Türk sanatçı Ahmet Yiğider, Moskova üzerinden dünyaya açılacak
Disiplinler arası sanatçı Ahmet Yiğider, “Intellect / Kafa” sergisi ile Moskova üzerinden dünyaya açılıyor. Sanatçının 4 yıldan bu yana atölyesinde ürettiği eserlerden oluşan “Intellect / Kafa” sergisi, Rusya’nın en prestijli çağdaş sanat galerinden Moskova Gallery Fine Art’ta Türkiye’yi temsil edecek. 8 Nisan’da açılışı yapılacak ve bir ay boyunca ziyarete açık kalacak sergi, sanatçının heykel sanatında sınırları aşan yaklaşımını dünyaya ilan edecek.

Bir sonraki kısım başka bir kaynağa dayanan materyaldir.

use std::collections::HashMap;

use axum::extract::FromRef;
use sqlx::{Sqlite, SqlitePool, Transaction};
use time::OffsetDateTime;

use crate::{
    auth::repo_types::UserId,
    error::AppError,
    state::AppState,
    survey::repo_types::{
        NewSurveyResponse, ResponseId, SurveyResponse, SurveyResponsePatch, SurveyResponseRow,
    },
};

/// Survey repository over `survey_responses` and its interests table.
#[derive(Clone)]
pub struct SurveyRepo {
    db: SqlitePool,
}

impl FromRef<AppState> for SurveyRepo {
    fn from_ref(state: &AppState) -> Self {
        Self::new(state.db.clone())
    }
}

async fn insert_interests(
    tx: &mut Transaction<'_, Sqlite>,
    response_id: ResponseId,
    interests: &[String],
) -> Result<(), AppError> {
    for (position, interest) in interests.iter().enumerate() {
        sqlx::query(
            r#"
            INSERT INTO survey_response_interests (response_id, position, interest)
            VALUES (?, ?, ?)
            "#,
        )
        .bind(response_id)
        .bind(position as i64)
        .bind(interest)
        .execute(&mut **tx)
        .await?;
    }
    Ok(())
}

impl SurveyRepo {
    pub fn new(db: SqlitePool) -> Self {
        Self { db }
    }

    /// Store one submission owned by `user_id`. The response and its
    /// interests land together or not at all.
    pub async fn submit(&self, user_id: UserId, new: &NewSurveyResponse) -> Result<ResponseId, AppError> {
        let mut tx = self.db.begin().await?;
        let res = sqlx::query(
            r#"
            INSERT INTO survey_responses (user_id, name, age, gender, comments, created_at)
            VALUES (?, ?, ?, ?, ?, ?)
            "#,
        )
        .bind(user_id)
        .bind(&new.name)
        .bind(&new.age)
        .bind(&new.gender)
        .bind(&new.comments)
        .bind(OffsetDateTime::now_utc())
        .execute(&mut *tx)
        .await?;
        let id = res.last_insert_rowid();
        insert_interests(&mut tx, id, &new.interests).await?;
        tx.commit().await?;
        Ok(id)
    }

    /// Every response in insertion order.
    pub async fn list_all(&self) -> Result<Vec<SurveyResponse>, AppError> {
        let rows = sqlx::query_as::<_, SurveyResponseRow>(
            r#"
            SELECT id, user_id, name, age, gender, comments, created_at
            FROM survey_responses
            ORDER BY id
            "#,
        )
        .fetch_all(&self.db)
        .await?;

        let interest_rows: Vec<(ResponseId, String)> = sqlx::query_as(
            r#"
            SELECT response_id, interest
            FROM survey_response_interests
            ORDER BY response_id, position
            "#,
        )
        .fetch_all(&self.db)
        .await?;

        let mut interests: HashMap<ResponseId, Vec<String>> = HashMap::new();
        for (response_id, interest) in interest_rows {
            interests.entry(response_id).or_default().push(interest);
        }

        Ok(rows
            .into_iter()
            .map(|r| {
                let list = interests.remove(&r.id).unwrap_or_default();
                SurveyResponse::from_row(r, list)
            })
            .collect())
    }

    pub async fn find(&self, id: ResponseId) -> Result<Option<SurveyResponse>, AppError> {
        let row = sqlx::query_as::<_, SurveyResponseRow>(
            r#"
            SELECT id, user_id, name, age, gender, comments, created_at
            FROM survey_responses
            WHERE id = ?
            "#,
        )
        .bind(id)
        .fetch_optional(&self.db)
        .await?;
        let Some(row) = row else {
            return Ok(None);
        };

        let interests: Vec<(String,)> = sqlx::query_as(
            "SELECT interest FROM survey_response_interests WHERE response_id = ? ORDER BY position",
        )
        .bind(id)
        .fetch_all(&self.db)
        .await?;

        Ok(Some(SurveyResponse::from_row(
            row,
            interests.into_iter().map(|(i,)| i).collect(),
        )))
    }

    /// Apply `patch`; a given interest list replaces the stored one.
    pub async fn update(&self, id: ResponseId, patch: &SurveyResponsePatch) -> Result<SurveyResponse, AppError> {
        let mut tx = self.db.begin().await?;
        let current = sqlx::query_as::<_, SurveyResponseRow>(
            r#"
            SELECT id, user_id, name, age, gender, comments, created_at
            FROM survey_responses
            WHERE id = ?
            "#,
        )
        .bind(id)
        .fetch_optional(&mut *tx)
        .await?
        .ok_or(AppError::NotFound)?;

        sqlx::query(
            r#"
            UPDATE survey_responses
            SET user_id = ?, name = ?, age = ?, gender = ?, comments = ?
            WHERE id = ?
            "#,
        )
        .bind(patch.user_id.unwrap_or(current.user_id))
        .bind(patch.name.as_ref().unwrap_or(&current.name))
        .bind(patch.age.as_ref().unwrap_or(&current.age))
        .bind(patch.gender.as_ref().unwrap_or(&current.gender))
        .bind(patch.comments.as_ref().unwrap_or(&current.comments))
        .bind(id)
        .execute(&mut *tx)
        .await?;

        if let Some(interests) = &patch.interests {
            sqlx::query("DELETE FROM survey_response_interests WHERE response_id = ?")
                .bind(id)
                .execute(&mut *tx)
                .await?;
            insert_interests(&mut tx, id, interests).await?;
        }
        tx.commit().await?;

        self.find(id).await?.ok_or(AppError::NotFound)
    }

    pub async fn delete(&self, id: ResponseId) -> Result<(), AppError> {
        let res = sqlx::query("DELETE FROM survey_responses WHERE id = ?")
            .bind(id)
            .execute(&self.db)
            .await?;
        if res.rows_affected() == 0 {
            return Err(AppError::NotFound);
        }
        Ok(())
    }

    pub async fn count(&self) -> Result<i64, AppError> {
        let (n,): (i64,) = sqlx::query_as("SELECT COUNT(*) FROM survey_responses")
            .fetch_one(&self.db)
            .await?;
        Ok(n)
    }
}

#[cfg(test)]
mod tests {
    use super::*;
    use crate::auth::repo::UserRepo;

    async fn setup() -> (SurveyRepo, UserId) {
        let state = AppState::in_memory().await;
        let uid = UserRepo::from_ref(&state).create("alice", "pw1").await.unwrap();
        (SurveyRepo::from_ref(&state), uid)
    }

    fn answers(gender: &str, interests: &[&str]) -> NewSurveyResponse {
        NewSurveyResponse {
            name: "Alice".into(),
            age: "30".into(),
            gender: gender.into(),
            interests: interests.iter().map(|s| s.to_string()).collect(),
            comments: "hi".into(),
        }
    }

    #[tokio::test]
    async fn submit_keeps_interest_order() {
        let (surveys, uid) = setup().await;
        let id = surveys.submit(uid, &answers("ж", &["sports", "music"])).await.unwrap();

        let stored = surveys.find(id).await.unwrap().unwrap();
        assert_eq!(stored.user_id, uid);
        assert_eq!(stored.gender, "ж");
        assert_eq!(stored.interests_joined(), "sports, music");
    }

    #[tokio::test]
    async fn empty_fields_are_stored_as_empty_text() {
        let (surveys, uid) = setup().await;
        let id = surveys.submit(uid, &NewSurveyResponse::default()).await.unwrap();

        let stored = surveys.find(id).await.unwrap().unwrap();
        assert_eq!(stored.age, "");
        assert!(stored.interests.is_empty());
        assert_eq!(stored.interests_joined(), "");
    }

    #[tokio::test]
    async fn unknown_owner_is_rejected_without_partial_rows() {
        let (surveys, _) = setup().await;
        let err = surveys.submit(4242, &answers("м", &["travel"])).await.unwrap_err();
        assert!(matches!(err, AppError::ForeignKeyViolation));

        assert_eq!(surveys.count().await.unwrap(), 0);
        let (n,): (i64,) = sqlx::query_as("SELECT COUNT(*) FROM survey_response_interests")
            .fetch_one(&surveys.db)
            .await
            .unwrap();
        assert_eq!(n, 0);
    }

    #[tokio::test]
    async fn list_all_groups_interests_per_response() {
        let (surveys, uid) = setup().await;
        surveys.submit(uid, &answers("м", &["reading"])).await.unwrap();
        surveys.submit(uid, &answers("ж", &[])).await.unwrap();
        surveys.submit(uid, &answers("м", &["movies", "travel"])).await.unwrap();

        let all = surveys.list_all().await.unwrap();
        assert_eq!(all.len(), 3);
        assert_eq!(all[0].interests, vec!["reading"]);
        assert!(all[1].interests.is_empty());
        assert_eq!(all[2].interests, vec!["movies", "travel"]);
        assert_eq!(all[2].gender, "м");
    }

    #[tokio::test]
    async fn interests_with_commas_come_back_intact() {
        let (surveys, uid) = setup().await;
        let id = surveys
            .submit(uid, &answers("м", &["rock, pop", "jazz"]))
            .await
            .unwrap();
        let stored = surveys.find(id).await.unwrap().unwrap();
        assert_eq!(stored.interests, vec!["rock, pop", "jazz"]);
    }

    #[tokio::test]
    async fn list_all_attributes_each_response_to_its_owner() {
        let state = AppState::in_memory().await;
        let users = UserRepo::from_ref(&state);
        let surveys = SurveyRepo::from_ref(&state);
        let alice = users.create("alice", "pw").await.unwrap();
        let bob = users.create("bob", "pw").await.unwrap();
        for owner in [alice, bob, alice] {
            surveys.submit(owner, &answers("м", &[])).await.unwrap();
        }

        let owners: Vec<UserId> = surveys.list_all().await.unwrap().iter().map(|r| r.user_id).collect();
        assert_eq!(owners, vec![alice, bob, alice]);
    }

    #[tokio::test]
    async fn update_replaces_interests_and_keeps_untouched_fields() {
        let (surveys, uid) = setup().await;
        let id = surveys.submit(uid, &answers("м", &["sports"])).await.unwrap();

        let patch = SurveyResponsePatch {
            gender: Some("ж".into()),
            interests: Some(vec!["music".into(), "travel".into()]),
            ..Default::default()
        };
        let updated = surveys.update(id, &patch).await.unwrap();
        assert_eq!(updated.gender, "ж");
        assert_eq!(updated.name, "Alice");
        assert_eq!(updated.interests, vec!["music", "travel"]);
    }

    #[tokio::test]
    async fn update_to_unknown_owner_is_foreign_key_violation() {
        let (surveys, uid) = setup().await;
        let id = surveys.submit(uid, &answers("м", &[])).await.unwrap();
        let patch = SurveyResponsePatch {
            user_id: Some(999),
            ..Default::default()
        };
        assert!(matches!(
            surveys.update(id, &patch).await,
            Err(AppError::ForeignKeyViolation)
        ));
        assert_eq!(surveys.find(id).await.unwrap().unwrap().user_id, uid);
    }

    #[tokio::test]
    async fn delete_cascades_interests() {
        let (surveys, uid) = setup().await;
        let id = surveys.submit(uid, &answers("м", &["sports", "music"])).await.unwrap();

        surveys.delete(id).await.unwrap();
        assert!(surveys.find(id).await.unwrap().is_none());
        assert!(matches!(surveys.delete(id).await, Err(AppError::NotFound)));
        let (n,): (i64,) = sqlx::query_as("SELECT COUNT(*) FROM survey_response_interests")
            .fetch_one(&surveys.db)
            .await
            .unwrap();
        assert_eq!(n, 0);
    }

    #[tokio::test]
    async fn owner_with_responses_cannot_be_deleted() {
        let state = AppState::in_memory().await;
        let users = UserRepo::from_ref(&state);
        let surveys = SurveyRepo::from_ref(&state);
        let uid = users.create("bob", "pw").await.unwrap();
        surveys.submit(uid, &answers("м", &[])).await.unwrap();

        assert!(matches!(users.delete(uid).await, Err(AppError::ForeignKeyViolation)));
    }
}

Sanat, tasarım, mühendislik ve koku gibi duyusal alanları merkeze alarak gerçekleştirdiği disiplinler arası çalışmalarıyla sanat tekniğinde sınırları aşan bir yaklaşım sergileyen disiplinler arası sanatçı Ahmet Yiğider, “Intellect / Kafa” sergisi ile ülke sınırlarını aşıyor. Sanatçının 2017 yılından bugüne kadar üretmiş olduğu 15 eserden oluşan sergisi, Rusya’nın en prestijli çağdaş sanat galerinden Moskova Gallery Fine Art’ta dünya heykel severleriyle buluşturulacak.
İnsanın gelişimine farklı bir bakış
“Intellect / Kafa” sergisindeki eserler, farklı üretim evrelerini kapsayan iki grupta inceleniyor. Sergiye ismini veren ilk seri, insanoğlunun gelişimine tarih ve zaman faktörünü de dahil ederek farklı açılardan bakıyor. Bugün ulaşmış olduğu bilgi ile insanoğlunun, maddeye daha çok hükmetme, makro ve mikro evreni daha iyi kavrayabilme noktasında büyük mesafe kat etmiş olmasına rağmen; temsil ettiği farkındalık, düşünme, sorumluluk ve erdem seviyelerinin büyük bir utanç vesilesi olarak sorgulanabileceğine dikkat çekiyor.

Doğadaki karmaşık formlardan düşünce anomalisine…
İlk evrede yer alan heykeller, sanatçının doğada aradığı karmaşık ve düzensiz formlardan izole ettiği, özellikle ölü ağaç kütlelerinden kopardığı boğumlar üzerinde yaptığı biçimsel müdahaleler, pastoral ve ilişkisel deneylerle şekillendi. Bunlar kavramsal ve içerik olarak yeni bir arayış barındırsa da teknik ve stil açısından sanatçının “evren ve makro hareket” temalı çalışmalarının devamı olarak kabul ediliyor.
İnsanın var olma çabası
Projenin ikinci evresindeki heykeller ise sanatçının “Detraktif Anatomiler” olarak tanımladığı yeni bir anatomi anlayışını ortaya koyuyor. Bu evre, insanın var olma çabasını ve anatomisini tek bir kavramsal ve biçimsel dilde kaynaştırma arayışından yola çıkıyor. Soyutlama veya salt yalınlaştırma yaklaşımından farklı olarak anatomik çizgileri temel ve genel geçer ayırıcı unsurların birçoğundan arındırma, var oluşunun en dip noktasına ulaşma, bu nokta üzerinden yaratılan negatif alanlarda görme ve düşünme uzuvlarını kutsayan yeni imgeleri arama arzusunu ifade ediyor.